H. Burden & Sons, also known as the Burden Iron Works, was a marvel of nineteenth century industrial ingenuity. From its foundries and assembly lines in South Troy, the company produced horseshoes that shod the Union Army, railroad spikes for tracks that crossed the continental United States, and rivets, for, well, just about everything.
The inventor of the Ferris Wheel, George Washington Gale Ferris Jr., was an 1881 graduate of Rensselaer Polytechnic Institute (RPI). He was no doubt influenced by one of Troy’s most impressive industrial monuments – the Burden Water Wheel.
Thanks to Troy’s location, the Burden Iron Works were able to receive raw materials and send goods out along the river, canals and railroads that ran just beyond their doors. The company was one of Troy’s largest employers, at their height employing over 1,400 workers.
Henry Burden, a Scottish immigrant, was a mechanical-minded wonder himself. Over the course of his lifetime, he invented a variety of machines and ways of production that propelled the Burden Iron Works into the forefront of nineteenth century manufacturing.
Burden came to Troy in 1822, as superintendent of the Troy Iron and Nail Factory (later known as the Upper Works), located on a high slope along Wynantskill Creek, which flowed into the Hudson River. By 1825, he had patented a machine to make wrought iron nails and spikes. Until that time, nails were individually made by hand. Over the next decade he took over Troy Iron and Nail, changed the name to H. Burden & Sons, and started making plans to expand its operations.
In 1835, he invented the first of his horseshoe making machines. Much of the nineteenth century world ran on the power of horses and before Burden, blacksmiths shaped each horse shoe one by one. He would improve his machine with three more patents in 1843, 1857 and 1862, but by the early 1850s, Burden was the largest manufacturer of horseshoes in America (the patent was also sold in England). Eventually making 3,600 horseshoes an hour, the company’s machines were hailed as one of the technical marvels of their time.
Inspired by similar Scottish waterworks, Burden built a massive waterwheel in 1851. It was 62 feet in diameter, 60 feet tall, and 22 feet wide. It was made of steel, except for the buckets and drum wheel. It was suspended by iron rods over the Wynantskill and turned day and night. It weighed 250 tons and could produce 500 horsepower when spinning 2.5 times per minute. In order to get more water to power it, Burden improved a series of reservoirs along the creek, to increase the supply and pressure of the falling water.

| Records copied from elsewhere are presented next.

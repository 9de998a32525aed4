use serde::Deserialize;
use serde_json::Value;

use super::assert::{assert_equal, canonical};

/// One labeled case. An array `input` is spread into positional arguments.
#[derive(Debug, Clone, PartialEq, Deserialize)]
pub struct TestCase {
    pub input: Value,
    pub expected: Value,
    #[serde(default)]
    pub label: Option<String>,
}

impl TestCase {
    pub fn new(input: Value, expected: Value) -> Self {
        Self {
            input,
            expected,
            label: None,
        }
    }

    pub fn labeled(mut self, label: impl Into<String>) -> Self {
        self.label = Some(label.into());
        self
    }

    fn display_label(&self) -> String {
        self.label
            .clone()
            .unwrap_or_else(|| canonical(&self.input))
    }
}

#[derive(Debug, Clone, PartialEq)]
pub struct CaseFailure {
    pub label: String,
    pub expected: Value,
    pub actual: Value,
}

#[derive(Debug, Clone, PartialEq)]
pub struct TestReport {
    pub name: String,
    pub passed: usize,
    pub failed: usize,
    pub total: usize,
    pub failures: Vec<CaseFailure>,
}

impl TestReport {
    pub fn is_success(&self) -> bool {
        self.failed == 0
    }
}

/// Runs every case against `f`, in order, without stopping at failures.
pub fn run_tests<F>(name: &str, cases: &[TestCase], mut f: F) -> TestReport
where
    F: FnMut(&[Value]) -> Value,
{
    println!("\n— {} —", name);

    let mut report = TestReport {
        name: name.to_string(),
        passed: 0,
        failed: 0,
        total: 0,
        failures: Vec::new(),
    };

    for case in cases {
        let actual = match &case.input {
            Value::Array(args) => f(args.as_slice()),
            single => f(std::slice::from_ref(single)),
        };

        let label = case.display_label();
        report.total += 1;
        if assert_equal(&actual, &case.expected, &label) {
            report.passed += 1;
        } else {
            report.failed += 1;
            report.failures.push(CaseFailure {
                label,
                expected: case.expected.clone(),
                actual,
            });
        }
    }

    tracing::debug!(
        suite = name,
        passed = report.passed,
        failed = report.failed,
        "suite finished"
    );
    report
}

#[cfg(test)]
mod tests {
    use super::*;
    use serde_json::json;

    #[test]
    fn array_input_is_spread() {
        let cases = [TestCase::new(json!([2, 3]), json!(5))];
        let report = run_tests("add", &cases, |args| {
            assert_eq!(args.len(), 2);
            json!(args[0].as_i64().unwrap() + args[1].as_i64().unwrap())
        });
        assert!(report.is_success());
        assert_eq!(report.passed, 1);
    }

    #[test]
    fn scalar_input_is_single_argument() {
        let cases = [TestCase::new(json!("abc"), json!(3))];
        let report = run_tests("len", &cases, |args| {
            assert_eq!(args.len(), 1);
            json!(args[0].as_str().unwrap().len())
        });
        assert!(report.is_success());
    }

    #[test]
    fn failures_do_not_stop_the_run() {
        let cases = [
            TestCase::new(json!([1]), json!(1)),
            TestCase::new(json!([2]), json!(99)).labeled("wrong on purpose"),
            TestCase::new(json!([3]), json!(3)),
        ];
        let mut calls = 0;
        let report = run_tests("identity", &cases, |args| {
            calls += 1;
            args[0].clone()
        });

        assert_eq!(calls, 3);
        assert_eq!(report.total, 3);
        assert_eq!(report.passed, 2);
        assert_eq!(report.failed, 1);
        assert!(!report.is_success());
        assert_eq!(report.failures[0].label, "wrong on purpose");
        assert_eq!(report.failures[0].actual, json!(2));
    }

    #[test]
    fn label_defaults_to_encoded_input() {
        let cases = [TestCase::new(json!([[1, 2], 3]), json!(0))];
        let report = run_tests("label", &cases, |_| json!(1));
        assert_eq!(report.failures[0].label, "[[1,2],3]");
    }

    #[test]
    fn cases_deserialize_from_json() {
        let cases: Vec<TestCase> = serde_json::from_str(
            r#"[{ "input": [[3,3], 6], "expected": [0,1] },
                { "input": ["x"], "expected": true, "label": "single" }]"#,
        )
        .unwrap();
        assert_eq!(cases.len(), 2);
        assert_eq!(cases[0].label, None);
        assert_eq!(cases[1].label.as_deref(), Some("single"));
    }
}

The wheel was instrumental in the growth of the iron works. When the Union Army went to war during the Civil War, its horses and mules were shod with Burden horseshoes. The profits led to the construction of a more modern facility closer to the river (known as the Lower Works).
Between the two sites, Burden had 60 puddling furnaces, 20 heating furnaces, 14 trains of rollers, three rotary squeezers, nine horseshoe machines, twelve rivet machines (each producing eighty rivets a minute), ten large and fifteen small steam engines, seventy boilers, and the water wheel.
Henry Burden died in 1871 (his wife Helen had passed away in 1860). The couple had eight children, and the running of the company passed to his sons, James and I. Townsend Burden. In 1881, the sons reorganized H. Burden & Sons as the Burden Iron Company. The brothers built a handsome new office building for the company that year, near the railroad tracks of the Lower Works.
As the nineteenth century wound down, so did the Burden Iron Company. The brothers seemed to disagree about everything, lawsuits resulted, and while they were arguing the iron industry was gradually leaving Troy to locations where coal and raw materials were closer and more plentiful (like Pittsburgh, for example).
The Upper Works, running on water power in the age of steam, was soon obsolete. By 1900, that facility was largely abandoned as the business consolidated to the Lower Works, which ran on steam. Tourists and locals still visited the famous waterwheel however, taking photographs sitting on the spokes, or leaning against the wall. Postcards depicted the site, with the gear mechanisms upended and rusting, while crumbling walls overgrown with vegetation gave the scene the look of romantic ruins. It made for great photos, but represented the end of an era.
The brothers, and their sons and nephews who followed them, tried to revive the business, by moving into other products and streamlining production. They began manufacturing coke, gas and pig iron, but were operating in a rapidly changing 20th century world. They built a blast furnace for the plant in 1925. But by 1934, the company went bankrupt, and into receivership.
The Republic Steel Corporation bought the remaining company assets in 1940, with an interest primarily in the blast furnace. Most of the other buildings were torn down and the office became a storage site (some of the company’s records went to the New York State Library in Albany). The office building’s fine cherry wainscoting was removed and sent to the Republic Steel corporate headquarters in Cleveland.
Republic kept the blast furnace going until 1969, and the rest of the company until 1972. They sold most of the land to the Troy Industrial Development Agency. The headquarters building was sold to the newly established Hudson Mohawk Industrial Gateway for $10. The building was in need of a multi-year, million dollar restoration, which was completed in 2008 (it’s now the Burden Iron Works Museum).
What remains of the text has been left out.